Specific to Premiere Elements Version 10.

Convert 8mm for long term storage and editing

Postby BryanK » Sat Apr 15, 2017 10:15 am

I am starting to convert 8mm home video over to a digital format for long term storage and future editing. I am looking for advise on the best method for doing this. I started doing a few conversion and results seem good, but just want to make sure before I invest even more time. Here is my information.

Tape / camera Format:
8mm - Video shot from 1990 through 1998? with Sony 8mm camcorder, not sure of model.
8mm - Digital - Video shot with a Sony digital 8 TRV520 camcorder 1998 through 2008?
mini DV digital cassette - Video shot with Cannon ZR900 2008 - 2012

I have approximately 100 tapes to convert.

My current method is using the Sony digital 8 DCR-TRV520 camcorder to input the video using Premiere Elements 10. I plan to use the Canon ZR900 for the mini DV tapes with the same settings.

Project settings:
DV NTSC 29.97 frames / second
Frame size 720 horizontal 480 vertical
Pixel Aspect Ratio: D1/DV NTSC (0.9091)
Fields: Lower Field First
Display Format : 30 fps Drop-Frame time code

After capturing the video, (No editing at this time), In Premiere Elements I use the "Share" AVI setting and create an AVI file using the preset DV NTSC Standard. I then save this file on to my hard drive. The file is quite large 27 GB for about a 2 hour video.

I have downloaded the file on to a jump drive and played it on my laptop which was hooked to my TV. It seemed good quality for a 27 year old video.
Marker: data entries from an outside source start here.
/// Parse the last `PLAY RECAP` block of playbook output.
pub fn parse_recap(stdout: &str) -> BTreeMap<String, RecapCounts> {
    let mut recap = BTreeMap::new();
    let mut in_recap = false;
    for line in stdout.lines() {
        if line.starts_with("PLAY RECAP") {
            in_recap = true;
            recap.clear();
            continue;
        }
        if !in_recap {
            continue;
        }
        let Some((host, counters)) = line.split_once(" : ").or_else(|| line.split_once(':')) else {
            if line.trim().is_empty() {
                in_recap = false;
            }
            continue;
        };
        let host = host.trim();
        if host.is_empty() || host.contains(char::is_whitespace) {
            in_recap = false;
            continue;
        }
        let mut counts = RecapCounts::default();
        for caps in recap_counter().captures_iter(counters) {
            let value: u32 = caps[2].parse().unwrap_or(0);
            match &caps[1] {
                "ok" => counts.ok = value,
                "changed" => counts.changed = value,
                "unreachable" => counts.unreachable = value,
                "failed" => counts.failed = value,
                "skipped" => counts.skipped = value,
                "rescued" => counts.rescued = value,
                "ignored" => counts.ignored = value,
                _ => {}
            }
        }
        recap.insert(host.to_string(), counts);
    }
    recap
}

/// Comparison of two consecutive runs of the same playbook.
#[derive(Debug, Clone, Serialize, PartialEq, Eq)]
pub struct IdempotenceReport {
    pub idempotent: bool,
    /// Hosts that still reported changes on the second run.
    pub changed_hosts: Vec<String>,
    pub first_run: BTreeMap<String, RecapCounts>,
    pub second_run: BTreeMap<String, RecapCounts>,
}

impl IdempotenceReport {
    pub fn from_runs(first_stdout: &str, second_stdout: &str) -> Self {
        let first_run = parse_recap(first_stdout);
        let second_run = parse_recap(second_stdout);
        let changed_hosts: Vec<String> = second_run
            .iter()
            .filter(|(_, counts)| counts.changed > 0)
            .map(|(host, _)| host.clone())
            .collect();
        Self {
            idempotent: changed_hosts.is_empty() && !second_run.is_empty(),
            changed_hosts,
            first_run,
            second_run,
        }
    }
}

#[cfg(test)]
mod tests {
    use super::*;

    #[test]
    fn adhoc_args_default_local_connection() {
        let mut req = AdhocRequest::new("localhost", "ping");
        req.inventory = vec!["localhost,".to_string()];
        assert_eq!(
            req.to_args(),
            vec!["localhost", "-m", "ping", "-i", "localhost,", "-c", "local"]
        );

        let mut req = AdhocRequest::new("web", "shell");
        req.args = Some(json!("uptime"));
        req.escalate = true;
        req.become_user = Some("deploy".into());
        req.check = true;
        req.verbose = Some(7);
        assert_eq!(
            req.to_args(),
            vec![
                "web", "-m", "shell", "-a", "uptime", "--become", "--become-user", "deploy",
                "--check", "-vvvv"
            ]
        );
    }

    #[test]
    fn module_args_rendering() {
        let rendered = module_args_string(&json!({
            "name": "nginx",
            "state": "present",
            "update_cache": true,
            "opts": {"a": 1},
            "empty": null,
            "msg": "hello world"
        }));
        let mut pairs: Vec<&str> = rendered.split(' ').collect();
        pairs.sort();
        assert_eq!(
            pairs,
            vec![
                "empty=",
                "msg='hello",
                "name=nginx",
                r#"opts='{"a":1}'"#,
                "state=present",
                "update_cache=yes",
                "world'",
            ]
        );
    }

    #[test]
    fn playbook_args() {
        let mut req = PlaybookRequest::new("site.yml");
        req.inventory = vec!["inv/prod".into()];
        req.extra_vars = Some(json!({"version": "1.2"}));
        req.tags = vec!["web".into(), "db".into()];
        req.skip_tags = vec!["slow".into()];
        req.limit = Some("web01".into());
        req.diff = true;
        assert_eq!(
            req.to_args(),
            vec![
                "site.yml", "-i", "inv/prod", "--extra-vars", r#"{"version":"1.2"}"#, "--tags",
                "web,db", "--skip-tags", "slow", "--limit", "web01", "--diff"
            ]
        );
        assert_eq!(
            syntax_check_args("site.yml", &[]),
            vec!["--syntax-check", "site.yml"]
        );
    }

    #[test]
    fn role_playbook_shape() {
        let play = role_playbook("nginx", "web", Some(&json!({"port": 80})));
        assert_eq!(
            play,
            json!([{"hosts": "web", "gather_facts": false, "roles": [{"role": "nginx", "vars": {"port": 80}}]}])
        );
        let play = role_playbook("nginx", "all", Some(&json!({})));
        assert_eq!(play[0]["roles"][0], json!({"role": "nginx"}));

        let file = write_temp_playbook(&play).unwrap();
        let text = std::fs::read_to_string(file.path()).unwrap();
        assert!(text.contains("gather_facts: false"));
    }

    #[test]
    fn adhoc_output_parsing() {
        let stdout = r#"[WARNING]: something
web01 | SUCCESS => {
    "changed": false,
    "ping": "pong"
}
web02 | UNREACHABLE! => {
    "changed": false,
    "msg": "timed out",
    "unreachable": true
}
db01 | CHANGED | rc=0 >>
 10:00:01 up 3 days
db02 | FAILED | rc=2 >>
ls: cannot access
"#;
        let results = parse_adhoc_output(stdout);
        assert_eq!(results.len(), 4);
        assert_eq!(results[0].host, "web01");
        assert_eq!(results[0].status, "success");
        assert_eq!(results[0].data.as_ref().unwrap()["ping"], "pong");
        assert_eq!(results[1].status, "unreachable");
        assert_eq!(results[2].status, "changed");
        assert_eq!(results[2].rc, Some(0));
        assert_eq!(results[2].output.as_deref(), Some(" 10:00:01 up 3 days"));
        assert_eq!(results[3].status, "failed");
        assert_eq!(results[3].rc, Some(2));
    }

    const RUN: &str = "
PLAY [all] *********************************************************************

TASK [ping] ********************************************************************
ok: [web01]

PLAY RECAP *********************************************************************
web01                      : ok=2    changed=1    unreachable=0    failed=0    skipped=1    rescued=0    ignored=0
db01                       : ok=1    changed=0    unreachable=1    failed=0    skipped=0    rescued=0    ignored=0

";

    #[test]
    fn recap_parsing() {
        let recap = parse_recap(RUN);
        assert_eq!(recap.len(), 2);
        assert_eq!(recap["web01"].changed, 1);
        assert_eq!(recap["web01"].skipped, 1);
        assert_eq!(recap["db01"].unreachable, 1);
        assert!(parse_recap("no recap here").is_empty());
    }

    #[test]
    fn idempotence_from_two_runs() {
        let second = RUN.replace("changed=1", "changed=0");
        let report = IdempotenceReport::from_runs(RUN, &second);
        assert!(report.idempotent);
        assert_eq!(report.first_run["web01"].changed, 1);

        let report = IdempotenceReport::from_runs(RUN, RUN);
        assert!(!report.idempotent);
        assert_eq!(report.changed_hosts, vec!["web01"]);
    }
}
I would like to edit these files in the future and pull them back into Premiere elements.

1. Does this seem like a good method for long term preservation of family videos?
2. Are AVI files easy to pull back into Premiere Elements for editing in the future, and will the quality be about the same as the initial capture?
3. Are the project settings for the 8mm / digital 8mm / and mini DV tapes the same in Premiere Elements.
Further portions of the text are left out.